Bank home > Customer service > Wealth Management > Portfolio Management

Customer service

Portfolio Management

Manage your portfolio wisely
Managing your own investment portfolio comes with many challenges. Our ten key questions can help you invest wisely.

1. Is there a shortcut to seeking high returns?
New investors often have unrealistic expectations about returns. Generally speaking, you won't get rich overnight. But you can wait for your investment to take effect and your investment will increase in value over time.

2. Can I time the market?
The key is to develop a clear investment strategy that takes your financial goals into consideration. But most importantly, you must be patient and allow your investments to bear fruit. If you make short-term adjustments too often, you're just guessing at market trends, and the consequences can be disastrous.

3. How much risk can I bear?
It is important to make a clear decision about the risk you are willing to take and then stick to it to ensure your investment is suitable. If you take too much risk, your capital could dwindle quickly; if you take too little risk, it could mean you're not getting enough return on your investment. How much loss can you afford? When markets are declining, it's important to guard against unconscious behavioral biases.

4. How do I seize investment opportunities?
Investors often struggle to extricate themselves when faced with popular market sectors that appear to offer excellent returns. Unfortunately, they may find that they end up losing money by investing too much in volatile speculative assets. This is why there is no substitute for basic research and a truly thorough understanding of any potential investment.

5. How do I monitor my investment portfolio?
Failure to properly monitor your portfolio in response to important market events can result in potential returns being wiped out. While buy and hold is often the preferred investment approach, that doesn't mean leaving it alone. If you make an investment and then neglect it, how can you be sure that the portfolio still meets your needs? Your financial goals are not static, and your portfolio should be able to adapt to your changing requirements.

6. Can I put all my eggs in the same basket?
It feels easier to invest in markets you are familiar with and understand, but don’t forget the golden rule of investing: make sure you stay appropriately diversified across markets, asset classes and industries. Smart investors prepare for different scenarios that can change asset prices, such as rising interest rates. Avoiding local bias and trying to invest across a broad range of asset classes can reduce correlations in times of market stress. When certain markets decline it reduces the likelihood that all of your investments will fall with it.

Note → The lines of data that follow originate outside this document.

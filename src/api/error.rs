use rocket::http::{ContentType, Status};
use rocket::request::Request;
use rocket::response::{self, Responder, Response};
use std::io::Cursor;

#[derive(Debug, Clone, PartialEq)]
pub enum Error {
    /// Transport failure, non-success HTTP status or an unreadable body.
    CannotConnect(String),
    /// Reserved: the observed API reports bad credentials through the
    /// payload `code`/`msg` pair, never through an HTTP-level signal.
    InvalidAuth(String),
    /// Server-reported business error, carrying the server's `msg`.
    ApiError(String),
    FormatError,
    InternalError,
}

impl<'r> Responder<'r, 'static> for Error {
    fn respond_to(self, _: &'r Request<'_>) -> response::Result<'static> {
        match self {
            Error::CannotConnect(s) => {
                let error = format!("<html><body><h3>502 Bad Gateway</h3>Error while contacting the account API: <code>{}</code></body></html>", s);
                Response::build()
                    .status(Status::BadGateway)
                    .sized_body(error.len(), Cursor::new(error))
                    .header(ContentType::new("text", "html"))
                    .ok()
            }
            Error::InvalidAuth(s) => {
                let error = format!("<html><body><h3>403 Forbidden</h3>Error while authenticating to the account API: <code>{}</code></body></html>", s);
                Response::build()
                    .status(Status::Forbidden)
                    .sized_body(error.len(), Cursor::new(error))
                    .header(ContentType::new("text", "html"))
                    .ok()
            }
            _ => {
                let error = format!(
                    "<html><body><h3>Unknown exception</h3><code>{:?}</code></body></html>",
                    self
                );
                Response::build()
                    .status(Status::InternalServerError)
                    .sized_body(error.len(), Cursor::new(error))
                    .header(ContentType::new("text", "html"))
                    .ok()
            }
        }
    }
}
type KWh = f64;

pub const DEFAULT_ENDPOINT: &str = "https://api.zcst.ltdsa.cn";

/* Placeholders used when the balance detail omits the device metadata. */
pub const UNKNOWN_DEVICE: &str = "unknown device";
pub const UNKNOWN_ROOM: &str = "unknown room";

/// Credentials of one electricity account, fixed once registered.
#[derive(Debug, Clone)]
pub struct Api {
    pub endpoint: String,
    pub username: String,
    pub password: String,
}

/// Session established by `api::login`. The session cookie lives inside the
/// client's cookie store and is dropped with it at the end of the cycle.
#[derive(Debug)]
pub struct LoggedInApi {
    pub endpoint: String,
    pub client: reqwest::Client,
}

/// Balance detail as returned by the API. Fields the response omits stay
/// `None` instead of failing the fetch.
#[derive(Debug, Clone, PartialEq)]
pub struct Balance {
    pub remain: Option<KWh>,
    pub balance: Option<f64>,
    pub average_usage: Option<KWh>,
    pub expected_remain: Option<f64>,
    pub daily_usage: Option<KWh>,
    pub device_name: Option<String>,
    pub room_name: Option<String>,
}

/// One complete fetch result, published wholesale after a successful cycle.
#[derive(Debug, Clone, PartialEq)]
pub struct Snapshot {
    pub remaining_power: Option<KWh>,
    pub balance: Option<f64>,
    pub average_usage: Option<KWh>,
    pub expected_remain_days: Option<f64>,
    pub daily_usage: Option<KWh>,
    pub device_name: String,
    pub room_name: String,
}

impl From<Balance> for Snapshot {
    fn from(balance: Balance) -> Snapshot {
        Snapshot {
            remaining_power: balance.remain,
            balance: balance.balance,
            average_usage: balance.average_usage,
            expected_remain_days: balance.expected_remain,
            daily_usage: balance.daily_usage,
            device_name: balance
                .device_name
                .unwrap_or_else(|| String::from(UNKNOWN_DEVICE)),
            room_name: balance
                .room_name
                .unwrap_or_else(|| String::from(UNKNOWN_ROOM)),
        }
    }
}
use chrono::{DateTime, Utc};
use serde::{Deserialize, Serialize};

use crate::timer::Phase;

/// Side-effect token emitted by the engine.
///
/// The engine never performs I/O; it queues these and the host drains
/// them after each operation and performs the actual playback.
#[derive(Debug, Clone, Copy, PartialEq, Eq, Serialize, Deserialize)]
#[serde(rename_all = "lowercase")]
pub enum Cue {
    /// Short acknowledgment sound (start/stop pressed, break finished).
    Ack,
    /// Session-complete sound.
    Completion,
}

/// Every state change in the engine produces an Event.
/// The host renders from these; the final snapshot is dumped as JSON.
#[derive(Debug, Clone, Serialize, Deserialize)]
#[serde(tag = "type")]
pub enum Event {
    TimerStarted {
        phase: Phase,
        remaining_secs: u64,
        at: DateTime<Utc>,
    },
    TimerStopped {
        phase: Phase,
        remaining_secs: u64,
        at: DateTime<Utc>,
    },
    TimerReset {
        at: DateTime<Utc>,
    },
    /// A session phase ran down to zero.
    SessionCompleted {
        completed_sessions: u32,
        dot_index: u32,
        at: DateTime<Utc>,
    },
    /// A break phase ran down to zero.
    BreakCompleted {
        completed_sessions: u32,
        at: DateTime<Utc>,
    },
    SessionDurationChanged {
        session_secs: u64,
        at: DateTime<Utc>,
    },
    BreakDurationChanged {
        break_secs: u64,
        at: DateTime<Utc>,
    },
    StateSnapshot {
        phase: Phase,
        remaining_secs: u64,
        total_secs: u64,
        running: bool,
        completed_sessions: u32,
        dot_index: u32,
        sessions_per_cycle: u32,
        at: DateTime<Utc>,
    },
}
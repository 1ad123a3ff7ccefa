//! Countdown display formatting.

/// Render a second count as `MM:SS`, both fields zero-padded.
///
/// Minutes widen past two digits rather than truncate, so very long
/// sessions still render unambiguously.
pub fn format_mmss(secs: u64) -> String {
    format!("{:02}:{:02}", secs / 60, secs % 60)
}
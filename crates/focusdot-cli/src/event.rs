//! Keyboard event handling.
//!
//! Polls crossterm with a deadline supplied by the main loop so the
//! one-second tick cadence is never starved by input handling.

use std::io;
use std::time::Duration;

use crossterm::event::{self, Event, KeyCode, KeyEvent, KeyEventKind, KeyModifiers};

/// User intents the timer window understands.
#[derive(Debug, Clone, Copy, PartialEq, Eq)]
pub enum Action {
    /// Quit the application
    Quit,
    /// Start the countdown if stopped, stop it if running
    ToggleRun,
    /// Reset the whole cycle
    Reset,
    /// Switch between the light and dark theme
    ToggleTheme,
    /// Open the session ("flow") duration editor
    EditSession,
    /// Open the break duration editor
    EditBreak,
    /// Commit the duration editor
    Enter,
    /// Dismiss the duration editor
    Back,
    /// Character typed into the duration editor
    Char(char),
    /// Backspace in the duration editor
    Backspace,
}

/// Converts terminal events into [`Action`]s.
pub struct EventHandler;

impl EventHandler {
    pub fn new() -> Self {
        Self
    }

    /// Poll for the next key event, waiting at most `timeout`.
    ///
    /// Returns Ok(None) when no key arrives before the deadline.
    pub fn next(&self, timeout: Duration, editing: bool) -> io::Result<Option<Action>> {
        if event::poll(timeout)? {
            if let Event::Key(key_event) = event::read()? {
                if key_event.kind == KeyEventKind::Press {
                    let action = if editing {
                        self.key_to_input_action(key_event)
                    } else {
                        self.key_to_action(key_event)
                    };
                    return Ok(action);
                }
            }
        }
        Ok(None)
    }

    /// Key mapping for the main timer view.
    pub(crate) fn key_to_action(&self, key: KeyEvent) -> Option<Action> {
        if key.modifiers.contains(KeyModifiers::CONTROL) && key.code == KeyCode::Char('c') {
            return Some(Action::Quit);
        }

        match key.code {
            KeyCode::Char('q') | KeyCode::Esc => Some(Action::Quit),
            KeyCode::Char(' ') | KeyCode::Char('s') => Some(Action::ToggleRun),
            KeyCode::Char('r') => Some(Action::Reset),
            KeyCode::Char('t') => Some(Action::ToggleTheme),
            KeyCode::Char('f') => Some(Action::EditSession),
            KeyCode::Char('b') => Some(Action::EditBreak),
            _ => None,
        }
    }

    /// Key mapping while the duration editor is open.
    pub(crate) fn key_to_input_action(&self, key: KeyEvent) -> Option<Action> {
        if key.modifiers.contains(KeyModifiers::CONTROL) && key.code == KeyCode::Char('c') {
            return Some(Action::Quit);
        }

        match key.code {
            KeyCode::Enter => Some(Action::Enter),
            KeyCode::Esc => Some(Action::Back),
            KeyCode::Backspace => Some(Action::Backspace),
            KeyCode::Char(c) => Some(Action::Char(c)),
            _ => None,
        }
    }
}

impl Default for EventHandler {
    fn default() -> Self {
        Self::new()
    }
}
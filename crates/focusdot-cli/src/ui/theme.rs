//! Light/dark color palettes.

use ratatui::style::Color;

/// A full palette for one theme.
pub struct Theme {
    /// Window background
    pub background: Color,
    /// Popover background
    pub surface: Color,
    /// Primary text (countdown, labels)
    pub text: Color,
    /// De-emphasized text (hints, units)
    pub muted: Color,
    /// Inactive progress dot
    pub dot: Color,
    /// Highlighted progress dot
    pub dot_active: Color,
    /// Running indicator / stop hint
    pub running: Color,
    /// Key highlight in the hint bar
    pub key: Color,
}

/// Light theme: the emerald scheme.
pub const LIGHT: Theme = Theme {
    background: Color::Rgb(6, 95, 70),     // Emerald 800
    surface: Color::Rgb(5, 150, 105),      // Emerald 600
    text: Color::White,
    muted: Color::Rgb(209, 250, 229),      // Emerald 100
    dot: Color::Rgb(4, 120, 87),           // Emerald 700
    dot_active: Color::White,
    running: Color::Rgb(225, 29, 72),      // Rose 600
    key: Color::Rgb(252, 211, 77),         // Amber 300
};

/// Dark theme: the slate scheme.
pub const DARK: Theme = Theme {
    background: Color::Rgb(30, 41, 59),    // Slate 800
    surface: Color::Rgb(71, 85, 105),      // Slate 600
    text: Color::White,
    muted: Color::Rgb(148, 163, 184),      // Slate 400
    dot: Color::Rgb(100, 116, 139),        // Slate 500
    dot_active: Color::White,
    running: Color::Rgb(251, 113, 133),    // Rose 400
    key: Color::Rgb(252, 211, 77),         // Amber 300
};

/// Pick the palette for the current mode.
pub fn theme(dark_mode: bool) -> &'static Theme {
    if dark_mode {
        &DARK
    } else {
        &LIGHT
    }
}
impl Default for TimerEngine {
    fn default() -> Self {
        Self::new(Durations::default())
    }
}

#[cfg(test)]
mod tests {
    use super::*;

    fn short_engine(session_secs: u64, break_secs: u64) -> TimerEngine {
        TimerEngine::new(Durations {
            session_secs,
            break_secs,
            sessions_per_cycle: 4,
        })
    }

    /// Run a phase to completion: start, then tick until the transition fires.
    fn run_phase(engine: &mut TimerEngine) -> Event {
        engine.start();
        loop {
            if let Some(event) = engine.tick() {
                return event;
            }
        }
    }

    #[test]
    fn initial_state() {
        let engine = TimerEngine::default();
        assert_eq!(engine.phase(), Phase::Session);
        assert_eq!(engine.remaining_secs(), 25 * 60);
        assert!(!engine.is_running());
        assert_eq!(engine.completed_sessions(), 0);
        assert_eq!(engine.dot_index(), 0);
    }

    #[test]
    fn start_is_idempotent() {
        let mut engine = TimerEngine::default();
        assert!(engine.start().is_some());
        assert!(engine.start().is_none());
        assert!(engine.is_running());
        // Only the first start queued a cue.
        assert_eq!(engine.take_cues(), vec![Cue::Ack]);
    }

    #[test]
    fn stop_is_idempotent() {
        let mut engine = TimerEngine::default();
        assert!(engine.stop().is_none());
        engine.start();
        assert!(engine.stop().is_some());
        assert!(engine.stop().is_none());
        assert!(!engine.is_running());
    }

    #[test]
    fn tick_while_stopped_changes_nothing() {
        let mut engine = short_engine(5, 3);
        for _ in 0..10 {
            assert!(engine.tick().is_none());
        }
        assert_eq!(engine.remaining_secs(), 5);
        assert_eq!(engine.phase(), Phase::Session);
        assert_eq!(engine.completed_sessions(), 0);
        assert!(engine.take_cues().is_empty());
    }

    #[test]
    fn session_runs_down_and_transitions_to_break() {
        let mut engine = short_engine(5, 3);
        engine.start();
        engine.take_cues(); // discard the start ack

        for expected in [4, 3, 2, 1] {
            assert!(engine.tick().is_none());
            assert_eq!(engine.remaining_secs(), expected);
        }
        let event = engine.tick().expect("5th tick completes the session");
        match event {
            Event::SessionCompleted {
                completed_sessions,
                dot_index,
                ..
            } => {
                assert_eq!(completed_sessions, 1);
                assert_eq!(dot_index, 1);
            }
            other => panic!("expected SessionCompleted, got {other:?}"),
        }
        assert_eq!(engine.phase(), Phase::Break);
        assert_eq!(engine.remaining_secs(), 3);
        assert!(!engine.is_running());
        assert_eq!(engine.take_cues(), vec![Cue::Completion]);
    }

    #[test]
    fn break_completion_returns_to_session_without_touching_dot() {
        let mut engine = short_engine(2, 2);
        run_phase(&mut engine); // session 1 done
        let dot_after_session = engine.dot_index();

        let event = run_phase(&mut engine); // break done
        assert!(matches!(event, Event::BreakCompleted { .. }));
        assert_eq!(engine.phase(), Phase::Session);
        assert_eq!(engine.remaining_secs(), 2);
        assert!(!engine.is_running());
        assert_eq!(engine.completed_sessions(), 1);
        assert_eq!(engine.dot_index(), dot_after_session);
        // Break completion cues the soft ack, not the completion sound.
        assert!(engine.take_cues().contains(&Cue::Ack));
    }

    #[test]
    fn dot_index_wraps_after_full_cycle() {
        let mut engine = short_engine(1, 1);
        let mut seen = Vec::new();
        for _ in 0..4 {
            run_phase(&mut engine); // session
            seen.push(engine.dot_index());
            run_phase(&mut engine); // break
        }
        assert_eq!(seen, vec![1, 2, 3, 0]);
        assert_eq!(engine.completed_sessions(), 4);
    }

    #[test]
    fn reset_restores_initial_state_from_anywhere() {
        let mut engine = short_engine(2, 5);
        run_phase(&mut engine); // now mid-cycle, in Break
        engine.start();
        engine.tick();
        engine.take_cues();

        assert!(engine.reset().is_some());
        assert_eq!(engine.phase(), Phase::Session);
        assert_eq!(engine.remaining_secs(), 2);
        assert!(!engine.is_running());
        assert_eq!(engine.completed_sessions(), 0);
        assert_eq!(engine.dot_index(), 0);
        // Reset never cues a sound.
        assert!(engine.take_cues().is_empty());
    }

    #[test]
    fn set_session_minutes_stores_and_resets() {
        let mut engine = short_engine(10, 3);
        run_phase(&mut engine);
        assert_eq!(engine.completed_sessions(), 1);

        let event = engine.set_session_minutes(2.0).unwrap();
        assert!(matches!(
            event,
            Event::SessionDurationChanged {
                session_secs: 120,
                ..
            }
        ));
        assert_eq!(engine.durations().session_secs, 120);
        assert_eq!(engine.phase(), Phase::Session);
        assert_eq!(engine.remaining_secs(), 120);
        assert_eq!(engine.completed_sessions(), 0);
        assert_eq!(engine.dot_index(), 0);
    }

    #[test]
    fn set_session_minutes_rejected_while_running() {
        let mut engine = TimerEngine::default();
        engine.start();
        assert!(engine.set_session_minutes(10.0).is_none());
        assert_eq!(engine.durations().session_secs, 25 * 60);
    }

    #[test]
    fn set_break_minutes_preserves_cycle_counters() {
        let mut engine = short_engine(1, 10);
        run_phase(&mut engine); // in Break now, counters advanced
        assert_eq!(engine.completed_sessions(), 1);
        assert_eq!(engine.dot_index(), 1);

        engine.set_break_minutes(2.0).unwrap();
        assert_eq!(engine.durations().break_secs, 120);
        // Countdown re-baselined because we are mid-break...
        assert_eq!(engine.remaining_secs(), 120);
        // ...but the cycle is undisturbed.
        assert_eq!(engine.completed_sessions(), 1);
        assert_eq!(engine.dot_index(), 1);
        assert_eq!(engine.phase(), Phase::Break);
    }

    #[test]
    fn set_break_minutes_in_session_phase_leaves_countdown_alone() {
        let mut engine = short_engine(60, 30);
        engine.set_break_minutes(1.0).unwrap();
        assert_eq!(engine.durations().break_secs, 60);
        assert_eq!(engine.remaining_secs(), 60); // session countdown untouched
        assert_eq!(engine.phase(), Phase::Session);
    }

    #[test]
    fn invalid_duration_input_coerces_to_floor() {
        let mut engine = TimerEngine::default();
        engine.set_session_minutes(-5.0);
        assert_eq!(engine.durations().session_secs, 30);
        engine.set_break_minutes(f64::NAN);
        assert_eq!(engine.durations().break_secs, 30);
    }

    #[test]
    fn remaining_never_goes_negative() {
        let mut engine = short_engine(1, 1);
        engine.start();
        engine.tick(); // completes, stops
        // Even if the host keeps ticking, nothing moves below zero.
        engine.start();
        for _ in 0..5 {
            engine.tick();
            assert!(engine.remaining_secs() <= 1);
        }
    }

    #[test]
    fn snapshot_reflects_state() {
        let engine = short_engine(90, 30);
        match engine.snapshot() {
            Event::StateSnapshot {
                phase,
                remaining_secs,
                total_secs,
                running,
                sessions_per_cycle,
                ..
            } => {
                assert_eq!(phase, Phase::Session);
                assert_eq!(remaining_secs, 90);
                assert_eq!(total_secs, 90);
                assert!(!running);
                assert_eq!(sessions_per_cycle, 4);
            }
            other => panic!("expected StateSnapshot, got {other:?}"),
        }
    }
}
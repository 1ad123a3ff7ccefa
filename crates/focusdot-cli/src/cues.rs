//! Cue execution.
//!
//! The engine only requests sounds; this module performs them, as a
//! desktop notification carrying a freedesktop sound name.

use focusdot_core::Cue;
use notify_rust::Notification;

/// Fire the notification for a single cue.
pub fn execute(cue: Cue) -> Result<(), notify_rust::error::Error> {
    let (body, sound) = match cue {
        Cue::Ack => ("Timer updated", "message-new-instant"),
        Cue::Completion => ("Session complete - time for a break", "complete"),
    };

    Notification::new()
        .summary("Focusdot")
        .body(body)
        .sound_name(sound)
        .show()?;
    Ok(())
}

/// Execute a batch of drained cues.
///
/// Failures are swallowed: a missing notification daemon must not take
/// the timer down with it.
pub fn execute_all(cues: &[Cue]) {
    for cue in cues {
        let _ = execute(*cue);
    }
}
//! # Focusdot Core Library
//!
//! This library provides the timer engine behind the Focusdot focus timer.
//! It is deliberately I/O-free: the engine is a state machine that requires
//! the host to deliver one-second ticks and user intents, and it answers
//! with state snapshots and side-effect cues the host executes (playing a
//! sound, firing a notification).
//!
//! ## Key Components
//!
//! - [`TimerEngine`]: tick-driven Session/Break state machine
//! - [`Durations`]: sanitized session/break duration configuration
//! - [`Event`]: timestamped record of every state change
//! - [`Cue`]: side-effect tokens the host drains and performs

pub mod events;
pub mod format;
pub mod timer;

pub use events::{Cue, Event};
pub use format::format_mmss;
pub use timer::{Durations, Phase, TimerEngine, MIN_MINUTES};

7. Where can I find good value?
The fees you pay have the potential to eat into your returns, so it’s important to make sure your investment is worth it. This doesn’t necessarily mean finding the cheapest fund, manager or even wealth manager, but rather ensuring that the service and performance they provide clients is value for money.

8. When will you stop?
It can be frustrating when a trade doesn't work out as you expected and you lose money. In fact, behavioral finance experts suggest that the pain we feel when we lose is twice as intense as the thrill of a successful trade. But sometimes it makes more sense to stop things from getting worse as soon as something goes wrong. Think of losses as a valuable lesson learned; keeping underperforming investments could cause more damage to your portfolio.

9. Should I go with the flow?
Going with the crowd rarely works when investing. Successful investors are more likely to be contrarian, acting rationally and buying assets cheaply when they are being ignored by the market. They ignore “market noise” and prefer to objectively assess an asset’s value.

10. Should I go with my feelings?

Some investors believe they have a gift for predicting market movements. They rely on hunches and intuition to invest rather than having a clear plan. While they may experience good luck from time to time, sentimentality is unlikely to provide sustainable returns over the long term.